Wednesday, October 24, 2012

A story about a Dog

My oldest son returned a week ago from living in Berlin for the last six years. It was his first time to meet Boo, my dog.  He thinks I spoil her. I tell him I was much tougher raising little boys.
I'm not sure anyone agrees with my method of Boo training and it particularly fails to compare with the discipline of German dogs. My dog is no "Ich bin ein Berliner"  by breed or behavior. Perhaps my son is judging her by culturally different standards. Boo is better behaved than Smooch, our first dog, although it is amazing how similar they are in most other respects. 
Portait of Boo 
Regarding my relationship with Boo my son recently made reference to an Alfred Hitchcock movie. It was an amusingly erudite reference typical of my son's keen observation and intelligence.   I can't seem to get it out of my mind.
The reference was to Vertigo  a 1958 psychological thriller film directed by Alfred Hitchcock based on the 1954 novel D'entre les morts by Boileau-Narcejac. The screenplay written by Alec Coppel and Samuel A. Taylor.
Most people will know it as Alfred Hitchcock's Jimmy Stewart, Kim Novak movie.  You can go to Wikipedia and read the plot.  This guy falls in love with a woman who commits suicide.  He becomes obsessed with another woman, and attempts to dress her and style her in the image of the dead lady.  At the end of the movie we discover the woman is the same person in a twisted murder plot that ends in tragedy. 
But this is a dog story.
Smooch was a dog we adopted from my brother-in-law. I was close to Smooch but she was not my dog. She was mostly attached to my youngest son and she was a good family dog. Smooch developed an illness and it became necessary to ease her pain and put her down.  No one wanted her to go through it alone, but nobody wanted to be there for it either.  As Father of the family, it was my duty to see Smooch on her way. I had been the "one in  charge" at the death of Peanut the rat,  Gilley the Frog, and Renfield the cat. For those events I only had to deal with the after math of death.  For Smooch my presence was required to be there for the moment. I never felt closer to Smooch than when she was drifting away in my lap. That experience affected me profoundly.  

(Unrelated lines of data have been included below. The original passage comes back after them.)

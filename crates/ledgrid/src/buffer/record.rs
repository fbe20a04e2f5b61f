// SPDX-License-Identifier: Apache-2.0 OR MIT
// Copyright (c) 2025-2026 ledgrid contributors

//! Per-controller server-side state.

use std::time::Instant;

use tokio::sync::mpsc;

use super::OutboundBatch;

/// A recorded pull request awaiting service.
///
/// At most one per controller; a newer request replaces the old one.
#[derive(Debug, Clone)]
pub struct PendingRequest {
    pub last_acked_sequence: u32,
    pub space_available: usize,
    pub urgent: bool,
    pub received_at: Instant,
}

/// Server-side state for one attached controller.
#[derive(Debug)]
pub struct ControllerRecord {
    pub id: String,

    /// Sequence of the last batch successfully handed to the session.
    pub last_sent_sequence: u32,

    /// Highest sequence the controller has acknowledged.
    pub last_acked_sequence: u32,

    pub pending_request: Option<PendingRequest>,

    /// Buffer occupancy the controller last reported, 0.0..=1.0.
    pub reported_fullness: f32,

    pub reported_fps: f32,

    pub can_receive: bool,

    /// False until the first display_sync report; unreported controllers do
    /// not constrain the dynamic batch size.
    pub has_reported: bool,

    /// Arrival time of the most recent request, for debouncing.
    pub last_request_at: Option<Instant>,

    /// Session mailbox for composed batches. None when the controller has a
    /// record (e.g. from an early request) but no live session yet.
    pub mailbox: Option<mpsc::Sender<OutboundBatch>>,
}

impl ControllerRecord {
    pub fn new(id: impl Into<String>) -> Self {
        Self {
            id: id.into(),
            last_sent_sequence: 0,
            last_acked_sequence: 0,
            pending_request: None,
            reported_fullness: 0.0,
            reported_fps: 0.0,
            can_receive: true,
            has_reported: false,
            last_request_at: None,
            mailbox: None,
        }
    }
}
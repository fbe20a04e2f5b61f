// SPDX-License-Identifier: Apache-2.0 OR MIT
// Copyright (c) 2025-2026 ledgrid contributors

//! Process-wide pub/sub topic registry.
//!
//! A small broker with per-topic fan-out channels: publishers never block,
//! and a lagging subscriber loses old events rather than stalling the
//! producer. Topics are well-known; each has a fixed set of subscribers.

use dashmap::DashMap;
use tokio::sync::broadcast;
use tracing::trace;

use crate::frame::{Frame, PatternId};

/// Producer -> interface frame stream.
pub const TOPIC_FRAMES: &str = "controller:frames";

/// Controller lifecycle events (joins, leaves) consumed by the interface.
pub const TOPIC_EVENTS: &str = "controller:events";

/// Server -> session signals (pattern changes, operator requests).
pub const TOPIC_SOCKET: &str = "controller:socket";

/// Per-topic channel capacity. Subscribers that lag farther than this lose
/// the oldest events (lossy fan-out).
const TOPIC_CAPACITY: usize = 256;

/// Events carried on the bus.
#[derive(Debug, Clone)]
pub enum BusEvent {
    /// A steady-state frame from the pattern runner.
    Frame {
        frame: Frame,
        pattern_id: PatternId,
    },

    /// Emitted before the first frame of a new pattern.
    PatternChanged {
        pattern_id: PatternId,
        params: serde_json::Value,
    },

    /// A controller completed its join handshake.
    ControllerJoined { controller_id: String },

    /// A controller session closed.
    ControllerLeft { controller_id: String },

    /// Operator asks all controllers for a stats report.
    RequestStats,

    /// Operator asks all controllers for a detailed stats report.
    RequestDetailedStats,

    /// Operator pushes simulator tuning to all controllers.
    SimulationConfig { params: serde_json::Value },
}

/// Topic registry with per-topic broadcast fan-out.
pub struct EventBus {
    topics: DashMap<&'static str, broadcast::Sender<BusEvent>>,
}

impl EventBus {
    /// Create a bus with the well-known topics registered.
    #[must_use]
    pub fn new() -> Self {
        let topics = DashMap::new();
        for topic in [TOPIC_FRAMES, TOPIC_EVENTS, TOPIC_SOCKET] {
            let (tx, _rx) = broadcast::channel(TOPIC_CAPACITY);
            topics.insert(topic, tx);
        }
        Self { topics }
    }

    /// Publish an event to a topic. Non-blocking; returns the number of
    /// subscribers that will observe it (0 when nobody is listening, which
    /// is not an error).
    pub fn publish(&self, topic: &'static str, event: BusEvent) -> usize {
        let Some(sender) = self.topics.get(topic) else {
            trace!("[EventBus::publish] unknown topic '{topic}', dropping");
            return 0;
        };
        match sender.send(event) {
            Ok(receivers) => receivers,
            // send fails only when no receiver exists; the event is moot.
            Err(_) => 0,
        }
    }

    /// Subscribe to a topic. Unknown topics get a fresh channel so callers
    /// never have to handle registration races.
    pub fn subscribe(&self, topic: &'static str) -> broadcast::Receiver<BusEvent> {
        self.topics
            .entry(topic)
            .or_insert_with(|| broadcast::channel(TOPIC_CAPACITY).0)
            .subscribe()
    }

    /// Number of live subscribers on a topic.
    #[must_use]
    pub fn subscriber_count(&self, topic: &'static str) -> usize {
        self.topics
            .get(topic)
            .map_or(0, |sender| sender.receiver_count())
    }
}

impl Default for EventBus {
    fn default() -> Self {
        Self::new()
    }
}

#[cfg(test)]
mod tests {
    use super::*;

    #[tokio::test]
    async fn test_publish_reaches_subscriber() {
        let bus = EventBus::new();
        let mut rx = bus.subscribe(TOPIC_EVENTS);

        let delivered = bus.publish(
            TOPIC_EVENTS,
            BusEvent::ControllerJoined {
                controller_id: "c1".into(),
            },
        );
        assert_eq!(delivered, 1);

        match rx.recv().await.expect("event delivered") {
            BusEvent::ControllerJoined { controller_id } => assert_eq!(controller_id, "c1"),
            other => panic!("unexpected event: {other:?}"),
        }
    }

    #[tokio::test]
    async fn test_publish_without_subscribers_is_silent() {
        let bus = EventBus::new();
        assert_eq!(bus.publish(TOPIC_SOCKET, BusEvent::RequestStats), 0);
    }

    #[tokio::test]
    async fn test_topics_are_isolated() {
        let bus = EventBus::new();
        let mut frames_rx = bus.subscribe(TOPIC_FRAMES);

        bus.publish(TOPIC_EVENTS, BusEvent::RequestStats);
        assert!(matches!(
            frames_rx.try_recv(),
            Err(broadcast::error::TryRecvError::Empty)
        ));
    }
}
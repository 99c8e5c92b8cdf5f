extern crate std;

use embedded_hal::digital::{Error, ErrorType, InputPin};
use std::rc::Rc;
use std::sync::Mutex;

#[derive(Debug)]
pub struct TestError;

impl Error for TestError {
    fn kind(&self) -> embedded_hal::digital::ErrorKind {
        embedded_hal::digital::ErrorKind::Other
    }
}

/// A shared fake button pin. Clones observe the same level.
#[derive(Clone, Default)]
pub struct Pin(Rc<Mutex<bool>>);

impl Pin {
    pub fn set_high(&self) {
        *self.0.lock().unwrap() = true;
    }

    pub fn set_low(&self) {
        *self.0.lock().unwrap() = false;
    }
}

impl ErrorType for Pin {
    type Error = TestError;
}

impl InputPin for Pin {
    fn is_high(&mut self) -> Result<bool, Self::Error> {
        Ok(*self.0.lock().unwrap())
    }

    fn is_low(&mut self) -> Result<bool, Self::Error> {
        Ok(!*self.0.lock().unwrap())
    }
}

We didn't have any pets for several years after that. I only wanted a dog if it could be exactly like Smooch in training and personality.  I doubted that we would ever find a dog like Smooch. If cloning was an affordable option I might have considered it.  If not Smooch, better to be without a dog.

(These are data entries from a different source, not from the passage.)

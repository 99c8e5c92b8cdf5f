use core::mem::MaybeUninit;
use core::sync::atomic::{AtomicBool, Ordering};

use embassy_usb::control::{InResponse, OutResponse, Recipient, Request, RequestType};
use embassy_usb::driver::Driver;
use embassy_usb::types::InterfaceNumber;
use embassy_usb::{Builder, Config, Handler};

use crate::hid::HidWriter;
use crate::report::REPORT_ID_KEYBOARD;

// HID
const USB_CLASS_HID: u8 = 3;
const HID_SUBCLASS_BOOT: u8 = 1;
const HID_PROTOCOL_KEYBOARD: u8 = 1;

const HID_DESC_DESCTYPE_HID: u8 = 0x21;
const HID_DESC_DESCTYPE_HID_REPORT: u8 = 0x22;
const HID_DESC_SPEC_1_11: [u8; 2] = [0x11, 0x01];
const HID_DESC_COUNTRY_UNSPEC: u8 = 0x00;

const HID_REQ_GET_REPORT: u8 = 0x01;
const HID_REQ_GET_IDLE: u8 = 0x02;
const HID_REQ_GET_PROTOCOL: u8 = 0x03;
const HID_REQ_SET_REPORT: u8 = 0x09;
const HID_REQ_SET_IDLE: u8 = 0x0a;
const HID_REQ_SET_PROTOCOL: u8 = 0x0b;

#[rustfmt::skip]
pub const KEYBOARD_REPORT_DESC: [u8; 66] = [
    0x05, 0x01, // (GLOBAL) USAGE_PAGE         0x0001 Generic Desktop Page
    0x09, 0x06, // (LOCAL)  USAGE              0x00010006 Keyboard (Application Collection)
    0xA1, 0x01, // (MAIN) COLLECTION 0x01 Application (Usage=0x00010006: Page=Generic Desktop Page,
                // Usage=Keyboard, Type=Application Collection)
    0x85, REPORT_ID_KEYBOARD, // (GLOBAL) REPORT_ID 0x01 (1)
    0x05, 0x07, //   (GLOBAL) USAGE_PAGE         0x0007 Keyboard/Keypad Page
    0x19, 0xE0, //   (LOCAL)  USAGE_MINIMUM      0x000700E0 Keyboard LeftControl (Dynamic Value)
    0x29, 0xE7, //   (LOCAL)  USAGE_MAXIMUM      0x000700E7 Keyboard Right GUI (Dynamic Value)
    0x15, 0x00, //   (GLOBAL) LOGICAL_MINIMUM    0x00 (0)
    0x25, 0x01, //   (GLOBAL) LOGICAL_MAXIMUM    0x01 (1)
    0x95, 0x08, //   (GLOBAL) REPORT_COUNT       0x08 (8) Number of fields
    0x75, 0x01, //   (GLOBAL) REPORT_SIZE        0x01 (1) Number of bits per field
    0x81, 0x02, //   (MAIN) INPUT 0x00000002 (8 fields x 1 bit) 0=Data 1=Variable 0=Absolute
    0x95, 0x01, //   (GLOBAL) REPORT_COUNT       0x01 (1) Number of fields
    0x75, 0x08, //   (GLOBAL) REPORT_SIZE        0x08 (8) Number of bits per field
    0x81, 0x01, //   (MAIN) INPUT 0x00000001 (1 field x 8 bits) reserved byte, 1=Constant
    0x05, 0x08, //   (GLOBAL) USAGE_PAGE         0x0008 LED Page
    0x19, 0x01, //   (LOCAL)  USAGE_MINIMUM      0x00080001 Num Lock (On/Off Control)
    0x29, 0x05, //   (LOCAL)  USAGE_MAXIMUM      0x00080005 Kana (On/Off Control)
    0x95, 0x05, //   (GLOBAL) REPORT_COUNT       0x05 (5) Number of fields
    0x75, 0x01, //   (GLOBAL) REPORT_SIZE        0x01 (1) Number of bits per field
    0x91, 0x02, //   (MAIN) OUTPUT 0x00000002 (5 fields x 1 bit) 0=Data 1=Variable 0=Absolute
    0x95, 0x01, //   (GLOBAL) REPORT_COUNT       0x01 (1) Number of fields
    0x75, 0x03, //   (GLOBAL) REPORT_SIZE        0x03 (3) Number of bits per field
    0x91, 0x01, //   (MAIN) OUTPUT 0x00000001 (1 field x 3 bits) padding, 1=Constant
    0x05, 0x07, //   (GLOBAL) USAGE_PAGE         0x0007 Keyboard/Keypad Page
    0x19, 0x00, //   (LOCAL)  USAGE_MINIMUM      0x00070000 Keyboard No event indicated (Selector)
    0x29, 0xFF, //   (LOCAL)  USAGE_MAXIMUM      0x000700FF
    0x15, 0x00, //   (GLOBAL) LOGICAL_MINIMUM    0x00 (0)
    0x26, 0xFF, 0x00, // (GLOBAL) LOGICAL_MAXIMUM 0x00FF (255)
    0x95, 0x06, //   (GLOBAL) REPORT_COUNT       0x06 (6) Number of fields
    0x75, 0x08, //   (GLOBAL) REPORT_SIZE        0x08 (8) Number of bits per field
    0x81, 0x00, //   (MAIN) INPUT 0x00000000 (6 fields x 8 bits) 0=Data 0=Array
    0xC0,       // (MAIN)   END_COLLECTION     Application
];

/// Transport-level device state shared between the USB stack callbacks and
/// the polling/reporting tasks. Plain load/store atomics only; the RP2040
/// has no CAS.
pub struct DeviceState {
    configured: AtomicBool,
    suspended: AtomicBool,
}

impl DeviceState {
    pub const fn new() -> Self {
        Self {
            configured: AtomicBool::new(false),
            suspended: AtomicBool::new(false),
        }
    }

    /// Host has completed enumeration and selected a configuration.
    pub fn is_mounted(&self) -> bool {
        self.configured.load(Ordering::Relaxed)
    }

    pub fn is_suspended(&self) -> bool {
        self.suspended.load(Ordering::Relaxed)
    }

    /// Reports may be sent: mounted and the bus is not suspended.
    pub fn is_ready(&self) -> bool {
        self.is_mounted() && !self.is_suspended()
    }

    pub fn set_configured(&self, configured: bool) {
        self.configured.store(configured, Ordering::Relaxed);
    }

    pub fn set_suspended(&self, suspended: bool) {
        self.suspended.store(suspended, Ordering::Relaxed);
    }
}

impl Default for DeviceState {
    fn default() -> Self {
        Self::new()
    }
}

/// Bus event handler mirroring the stack's mount/unmount/suspend/resume
/// callbacks into a [`DeviceState`].
pub struct DeviceMonitor<'d> {
    state: &'d DeviceState,
}

impl<'d> DeviceMonitor<'d> {
    pub fn new(state: &'d DeviceState) -> Self {
        Self { state }
    }
}

impl Handler for DeviceMonitor<'_> {
    fn enabled(&mut self, enabled: bool) {
        if !enabled {
            self.state.set_configured(false);
            self.state.set_suspended(false);
        }
    }

    fn reset(&mut self) {
        self.state.set_configured(false);
    }

    fn configured(&mut self, configured: bool) {
        crate::info!("usb {}", if configured { "mounted" } else { "unmounted" });
        self.state.set_configured(configured);
    }

    fn suspended(&mut self, suspended: bool) {
        self.state.set_suspended(suspended);
    }
}

/// Internal state for the HID interface.
pub struct State<'d> {
    control: MaybeUninit<Control<'d>>,
}

impl Default for State<'_> {
    fn default() -> Self {
        Self::new()
    }
}

impl State<'_> {
    pub const fn new() -> Self {
        State {
            control: MaybeUninit::uninit(),
        }
    }
}

const CONFIG_SIZE: usize = 128;
const BOS_SIZE: usize = 32;
const MSOS_SIZE: usize = 0;
const CONTROL_SIZE: usize = 64;

pub struct UsbBuffers {
    config_descriptor_buf: [u8; CONFIG_SIZE],
    bos_descriptor_buf: [u8; BOS_SIZE],
    msos_descriptor_buf: [u8; MSOS_SIZE],
    control_buf: [u8; CONTROL_SIZE],
}

impl Default for UsbBuffers {
    fn default() -> Self {
        Self {
            config_descriptor_buf: [0; CONFIG_SIZE],
            bos_descriptor_buf: [0; BOS_SIZE],
            msos_descriptor_buf: [0; MSOS_SIZE],
            control_buf: [0; CONTROL_SIZE],
        }
    }
}

pub struct Configurator<'d> {
    device_config: Option<Config<'d>>,
    max_packet_size: u16,
    poll_ms: u8,
}

impl<'d> Configurator<'d> {
    pub fn new(device_config: Config<'d>) -> Self {
        Self {
            device_config: Some(device_config),
            max_packet_size: device_config.max_packet_size_0 as u16,
            poll_ms: 1,
        }
    }

    pub fn usb_builder<D: Driver<'d>>(
        &mut self,
        driver: D,
        buffers: &'d mut UsbBuffers,
    ) -> Option<Builder<'d, D>> {
        self.device_config.take().map(|device_config| {
            Builder::new(
                driver,
                device_config,
                &mut buffers.config_descriptor_buf,
                &mut buffers.bos_descriptor_buf,
                &mut buffers.msos_descriptor_buf,
                &mut buffers.control_buf,
            )
        })
    }

    /// Adds the boot-keyboard HID interface: one interrupt IN endpoint, no
    /// OUT endpoint (LED output arrives over the control pipe and is
    /// ignored).
    pub fn add_keyboard_iface<'a, D: Driver<'d>, const WRITE_N: usize>(
        &'d self,
        builder: &'a mut Builder<'d, D>,
        descriptor: &'static [u8],
        state: &'d mut State<'d>,
    ) -> HidWriter<'d, D, WRITE_N> {
        let mut func = builder.function(USB_CLASS_HID, HID_SUBCLASS_BOOT, HID_PROTOCOL_KEYBOARD);
        let mut iface = func.interface();
        let if_num = iface.interface_number();
        let mut alt = iface.alt_setting(USB_CLASS_HID, HID_SUBCLASS_BOOT, HID_PROTOCOL_KEYBOARD, None);

        alt.descriptor(HID_DESC_DESCTYPE_HID, &hid_descriptor_body(descriptor));

        let ep_in = alt.endpoint_interrupt_in(self.max_packet_size, self.poll_ms);

        drop(func);

        let control = state.control.write(Control::new(if_num, descriptor));
        builder.handler(control);

        HidWriter::new(ep_in)
    }
}

fn hid_descriptor_body(report_descriptor: &[u8]) -> [u8; 7] {
    [
        HID_DESC_SPEC_1_11[0], // HID class spec version
        HID_DESC_SPEC_1_11[1],
        HID_DESC_COUNTRY_UNSPEC,
        1, // one descriptor follows
        HID_DESC_DESCTYPE_HID_REPORT,
        (report_descriptor.len() & 0xff) as u8,
        (report_descriptor.len() >> 8) as u8,
    ]
}

/// Control-pipe handler for the keyboard interface.
///
/// GET_REPORT is acknowledged with a zero-length response and SET_REPORT is
/// accepted and discarded; the device has no state the host can usefully
/// query or set this way.
struct Control<'d> {
    if_num: InterfaceNumber,
    report_descriptor: &'d [u8],
    hid_descriptor: [u8; 9],
}

impl<'d> Control<'d> {
    fn new(if_num: InterfaceNumber, report_descriptor: &'d [u8]) -> Self {
        let body = hid_descriptor_body(report_descriptor);
        Control {
            if_num,
            report_descriptor,
            hid_descriptor: [
                9, // length, including this prefix
                HID_DESC_DESCTYPE_HID,
                body[0],
                body[1],
                body[2],
                body[3],
                body[4],
                body[5],
                body[6],
            ],
        }
    }
}

impl Handler for Control<'_> {
    fn control_out(&mut self, req: Request, _data: &[u8]) -> Option<OutResponse> {
        if (req.request_type, req.recipient, req.index)
            != (
                RequestType::Class,
                Recipient::Interface,
                self.if_num.0 as u16,
            )
        {
            return None;
        }

        match req.request {
            // Idle rate is irrelevant for a device that only ever sends
            // momentary keystrokes.
            HID_REQ_SET_IDLE => Some(OutResponse::Accepted),
            HID_REQ_SET_REPORT => Some(OutResponse::Accepted),
            HID_REQ_SET_PROTOCOL => {
                if req.value == 1 {
                    Some(OutResponse::Accepted)
                } else {
                    crate::warn!("HID Boot Protocol is unsupported.");
                    Some(OutResponse::Rejected)
                }
            }
            _ => Some(OutResponse::Rejected),
        }
    }

    fn control_in<'a>(&'a mut self, req: Request, buf: &'a mut [u8]) -> Option<InResponse<'a>> {
        if req.index != self.if_num.0 as u16 {
            return None;
        }

        match (req.request_type, req.recipient) {
            (RequestType::Standard, Recipient::Interface) => match req.request {
                Request::GET_DESCRIPTOR => match (req.value >> 8) as u8 {
                    HID_DESC_DESCTYPE_HID_REPORT => {
                        Some(InResponse::Accepted(self.report_descriptor))
                    }
                    HID_DESC_DESCTYPE_HID => Some(InResponse::Accepted(&self.hid_descriptor)),
                    _ => Some(InResponse::Rejected),
                },
                _ => Some(InResponse::Rejected),
            },
            (RequestType::Class, Recipient::Interface) => match req.request {
                HID_REQ_GET_REPORT => Some(InResponse::Accepted(&buf[..0])),
                HID_REQ_GET_IDLE => {
                    buf[0] = 0;
                    Some(InResponse::Accepted(&buf[..1]))
                }
                HID_REQ_GET_PROTOCOL => {
                    buf[0] = 1;
                    Some(InResponse::Accepted(&buf[..1]))
                }
                _ => Some(InResponse::Rejected),
            },
            _ => None,
        }
    }
}

#[cfg(test)]
#[path = "usb_test.rs"]
mod test;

A little more than a year ago I heard about a dog needing a home while I was winning at a poker game. The dog belonged to a celebrity friend of a friend. The dog was four years old, 20 pounds, trained, vaccinated and cute.  I asked what kind of dog it was and the poker hostess said, "Blond". 
At the encouragement of my wife I got a picture and more information on the dog.  She was a blond cockapoo who looked remarkably like Smooch.  In a few days when I finally met Boo it was love at first sight and she became my dog. Boo is so similar in personality I call her Smooch occasionally still.

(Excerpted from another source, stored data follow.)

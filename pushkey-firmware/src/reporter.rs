use embassy_sync::blocking_mutex::raw::RawMutex;
use embassy_time::{Duration, Ticker, Timer};
use embassy_usb::driver::Driver;

use crate::button::KeyEventChannel;
use crate::debounce::KeyEvent;
use crate::hid::HidWriter;
use crate::report::{KeyboardReport, KEYBOARD_REPORT_LEN, REPORT_ID_COUNT, REPORT_ID_KEYBOARD};
use crate::usb::DeviceState;
use crate::warn;

/// How long the key stays down within a keystroke.
pub const KEY_HOLD_MS: u64 = 10;

pub const HEARTBEAT_INTERVAL_MS: u64 = 10;

/// Orders report transmissions by report id. After the report with
/// `completed_id` has gone out, [`next`](Self::next) names the id to send
/// next, if any. With a single keyboard report the chain is one link long,
/// but the walk keeps report ordering stable if more report types are added.
pub struct ReportChain {
    profile_count: u8,
}

impl ReportChain {
    pub const fn new(profile_count: u8) -> Self {
        Self { profile_count }
    }

    pub fn next(&self, completed_id: u8) -> Option<u8> {
        let next = completed_id.saturating_add(1);
        if next < self.profile_count {
            Some(next)
        } else {
            None
        }
    }
}

pub struct Reporter<'d, D: Driver<'d>> {
    hid_writer: HidWriter<'d, D, KEYBOARD_REPORT_LEN>,
    device: &'d DeviceState,
    chain: ReportChain,
    report: KeyboardReport,
    keycode: u8,
}

impl<'d, D: Driver<'d>> Reporter<'d, D> {
    pub fn new(
        hid_writer: HidWriter<'d, D, KEYBOARD_REPORT_LEN>,
        device: &'d DeviceState,
        keycode: u8,
    ) -> Self {
        Self {
            hid_writer,
            device,
            chain: ReportChain::new(REPORT_ID_COUNT),
            report: KeyboardReport::empty(),
            keycode,
        }
    }

    async fn send_current(&mut self, id: u8) {
        debug_assert_eq!(id, REPORT_ID_KEYBOARD);
        if let Err(e) = self.hid_writer.write(&self.report.serialize()).await {
            warn!("Failed to send report: {:?}", e);
        }
    }

    /// Sends the current report for every id in the chain, in order. The
    /// interrupt write completing is the transmission-complete signal, so
    /// each id goes out only after its predecessor has been taken by the
    /// host.
    async fn sync_profiles(&mut self) {
        let mut id = REPORT_ID_KEYBOARD;
        loop {
            self.send_current(id).await;
            match self.chain.next(id) {
                Some(next) => id = next,
                None => break,
            }
        }
    }

    /// Sends one full keystroke: key down, a short hold, key up.
    pub async fn send_keystroke(&mut self) {
        if !self.device.is_ready() {
            return;
        }

        self.report = KeyboardReport::key(self.keycode);
        self.sync_profiles().await;

        Timer::after_millis(KEY_HOLD_MS).await;

        self.report = KeyboardReport::empty();
        self.sync_profiles().await;
    }

    pub async fn run<M: RawMutex, const N: usize>(
        &mut self,
        channel: &KeyEventChannel<M, N>,
    ) -> ! {
        loop {
            match channel.receive().await {
                KeyEvent::InitialPress | KeyEvent::RepeatPress => self.send_keystroke().await,
            }
        }
    }

    /// Fires a keystroke every interval regardless of any input, for boards
    /// with no button at all. The keystroke itself still waits for the
    /// device to be ready.
    pub async fn run_heartbeat(&mut self) -> ! {
        let mut ticker = Ticker::every(Duration::from_millis(HEARTBEAT_INTERVAL_MS));
        loop {
            ticker.next().await;
            self.send_keystroke().await;
        }
    }
}

#[cfg(test)]
#[path = "reporter_test.rs"]
mod test;
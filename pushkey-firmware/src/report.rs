//! Keyboard input report as sent over the interrupt IN endpoint.

/// Report id of the keyboard profile; ids start at 1, 0 is reserved.
pub const REPORT_ID_KEYBOARD: u8 = 1;

/// One past the last report id in use. The report chain stops here.
pub const REPORT_ID_COUNT: u8 = 2;

/// Report id prefix plus the 8-byte boot-compatible layout.
pub const KEYBOARD_REPORT_LEN: usize = 9;

/// Usage id of the Enter key on the Keyboard/Keypad page.
pub const KEY_ENTER: u8 = 0x28;

/// Boot-compatible keyboard report: modifier bitfield, reserved byte and up
/// to six concurrently held key usage ids.
#[derive(Debug, Clone, Copy, Default, PartialEq, Eq)]
#[cfg_attr(feature = "defmt", derive(defmt::Format))]
pub struct KeyboardReport {
    pub modifiers: u8,
    pub keycodes: [u8; 6],
}

impl KeyboardReport {
    /// All keys released.
    pub const fn empty() -> Self {
        Self {
            modifiers: 0,
            keycodes: [0; 6],
        }
    }

    /// A single key held in the first slot, no modifiers.
    pub const fn key(keycode: u8) -> Self {
        Self {
            modifiers: 0,
            keycodes: [keycode, 0, 0, 0, 0, 0],
        }
    }

    /// Wire format for the interrupt endpoint, report id first.
    pub fn serialize(&self) -> [u8; KEYBOARD_REPORT_LEN] {
        let k = &self.keycodes;
        [
            REPORT_ID_KEYBOARD,
            self.modifiers,
            0, // reserved
            k[0],
            k[1],
            k[2],
            k[3],
            k[4],
            k[5],
        ]
    }
}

Is my son right in his film comparison? Am I obsessing? Am I Jimmy Stewart and is Boo Kim Novak? Am I trying to reanimate puppy love lost, in the image of a new blond cockapoo? Am I trying to recast a relationship with Boo that I only had with Smooch for the last moments of her life?  Who would even make that connection to Vergtigo  and cause me to wonder but my loving son who has been gone for awhile?  
I'm under the delusion that I'm a complicated person, but the more I try to be opaque the more transparent I become. That is why we have family... to point out that fact.
As you were,
Jay

2 comments:

  1. Me being a crazy dog person, there is no love less complicated than the love for a dog. I have a friend whose dog Speed Bump finally went to doggie heaven. Now after a year or so, he's raising a new pup, whose name is Hachi. But my friend catches himself calling the new dog "Bump" every now and then.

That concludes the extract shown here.